The problem. In a multi-pod deployment where each pod has its own local PostgreSQL catalog, how do you keep catalogs in sync? When one pod creates a table, other pods need to know about it. The obvious approach is proactive synchronization: a background worker that polls a shared catalog on an interval. But polling means overhead on every pod, synchronization delays, and complexity around conflict resolution.
Our approach. We patched PostgreSQL's source code to add two new extension hooks:
resolve_missing_relation_hook, called when PostgreSQL cannot find a relation (table, view) in the local catalog.resolve_missing_column_hook, called when PostgreSQL cannot find a column in a known relation.
These hooks don't exist in upstream PostgreSQL. We added them.
The pg_deeplake extension registers callbacks on both hooks. When a query references a table that doesn't exist locally, instead of returning an error, PostgreSQL fires the hook. Our callback reads the shared DDL log from cloud storage, replays any DDL statements that originated from other instances (CREATE TABLE, ALTER TABLE ADD COLUMN, etc.), and returns. PostgreSQL retries the catalog lookup and finds the table.
Key insight
Pool pods never proactively sync catalog state. There is no polling interval, no background DDL worker, no wasted S3 round-trips. A refresh happens only when a query asks for something the local catalog doesn't have. If no query touches a missing resource, no sync occurs. Zero overhead.

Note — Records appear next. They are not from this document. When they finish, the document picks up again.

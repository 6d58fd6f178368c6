//! Configuration validation.
//!
//! # Responsibilities
//! - Semantic validation (serde handles syntactic)
//! - Validate addresses parse and paths are well formed
//! - Validate value ranges (timeouts > 0)
//!
//! # Design Decisions
//! - Returns all validation errors, not just the first
//! - Validation is a pure function: GuardConfig → Result<(), Vec<ValidationError>>
//! - Runs before config is accepted into the system

use std::str::FromStr;

use axum::http::uri::Authority;
use thiserror::Error;

use crate::config::schema::GuardConfig;

#[derive(Debug, Clone, PartialEq, Eq, Error)]
pub enum ValidationError {
    #[error("listener.bind_address '{0}' is not a valid socket address")]
    InvalidBindAddress(String),

    #[error("upstream.address '{0}' is not a valid authority (host:port)")]
    InvalidUpstreamAddress(String),

    #[error("gate.open_paths entry '{0}' must start with '/'")]
    InvalidOpenPath(String),

    #[error("timeouts.request_secs must be greater than zero")]
    ZeroRequestTimeout,

    #[error("timeouts.connect_secs must be greater than zero")]
    ZeroConnectTimeout,

    #[error("observability.metrics_address '{0}' is not a valid socket address")]
    InvalidMetricsAddress(String),
}

/// Validate a parsed configuration, collecting every error found.
pub fn validate_config(config: &GuardConfig) -> Result<(), Vec<ValidationError>> {
    let mut errors = Vec::new();

    if config
        .listener
        .bind_address
        .parse::<std::net::SocketAddr>()
        .is_err()
    {
        errors.push(ValidationError::InvalidBindAddress(
            config.listener.bind_address.clone(),
        ));
    }

    // Hostnames are allowed upstream, so validate as an HTTP authority
    if Authority::from_str(&config.upstream.address).is_err() {
        errors.push(ValidationError::InvalidUpstreamAddress(
            config.upstream.address.clone(),
        ));
    }

    for path in &config.gate.open_paths {
        if !path.starts_with('/') {
            errors.push(ValidationError::InvalidOpenPath(path.clone()));
        }
    }

    if config.timeouts.request_secs == 0 {
        errors.push(ValidationError::ZeroRequestTimeout);
    }
    if config.timeouts.connect_secs == 0 {
        errors.push(ValidationError::ZeroConnectTimeout);
    }

    if config.observability.metrics_enabled
        && config
            .observability
            .metrics_address
            .parse::<std::net::SocketAddr>()
            .is_err()
    {
        errors.push(ValidationError::InvalidMetricsAddress(
            config.observability.metrics_address.clone(),
        ));
    }

    if errors.is_empty() {
        Ok(())
    } else {
        Err(errors)
    }
}

#[cfg(test)]
mod tests {
    use super::*;

    #[test]
    fn test_default_config_is_valid() {
        assert!(validate_config(&GuardConfig::default()).is_ok());
    }

    #[test]
    fn test_invalid_addresses() {
        let mut config = GuardConfig::default();
        config.listener.bind_address = "not-an-address".to_string();
        config.upstream.address = "http://has-a-scheme:80".to_string();

        let errors = validate_config(&config).unwrap_err();
        assert!(errors.contains(&ValidationError::InvalidBindAddress(
            "not-an-address".to_string()
        )));
        assert!(errors.contains(&ValidationError::InvalidUpstreamAddress(
            "http://has-a-scheme:80".to_string()
        )));
    }

    #[test]
    fn test_open_paths_must_be_absolute() {
        let mut config = GuardConfig::default();
        config.gate.open_paths.push("docs".to_string());

        let errors = validate_config(&config).unwrap_err();
        assert_eq!(
            errors,
            vec![ValidationError::InvalidOpenPath("docs".to_string())]
        );
    }

    #[test]
    fn test_all_errors_collected() {
        let mut config = GuardConfig::default();
        config.listener.bind_address = "bad".to_string();
        config.timeouts.request_secs = 0;
        config.timeouts.connect_secs = 0;

        let errors = validate_config(&config).unwrap_err();
        assert_eq!(errors.len(), 3);
    }

    #[test]
    fn test_hostname_upstream_is_valid() {
        let mut config = GuardConfig::default();
        config.upstream.address = "backend.internal:3000".to_string();
        assert!(validate_config(&config).is_ok());
    }
}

Thundering herd protection. Under high concurrency (hundreds of backends), multiple sessions may simultaneously hit a missing relation and trigger the hook. A sync gate coordinates this: the first backend performs the S3 refresh, concurrent backends spin-wait and reuse the result. This collapses potentially hundreds of simultaneous S3 requests into one.
What the control pod does. The single control pod runs a background sync worker that writes DDL operations to a shared log in cloud storage as they happen. It's the only instance that proactively writes to this log. Pool pods only read from it, and only on demand.
4. Query Engine: Deeplake Storage + DuckDB Execution
The pg_deeplake extension is not a thin wrapper that forwards queries to PostgreSQL's executor. It replaces the execution layer.
PostgreSQL handles: wire protocol, parsing, authentication, catalog management, and the client-facing interface. The user connects with psql, sends standard SQL, and gets standard result sets back.
The extension handles: query execution. When a SELECT arrives, the extension intercepts it via PostgreSQL's planner hook, translates it into an execution plan backed by Deeplake's storage layer, and executes it using DuckDB's columnar engine. Internal adaptors feed data from Deeplake's chunk format into DuckDB, and convert DuckDB's output back into PostgreSQL tuples. Deeplake's native columnar storage format aligns well with DuckDB's columnar execution model, so data flows between the two without expensive format conversions.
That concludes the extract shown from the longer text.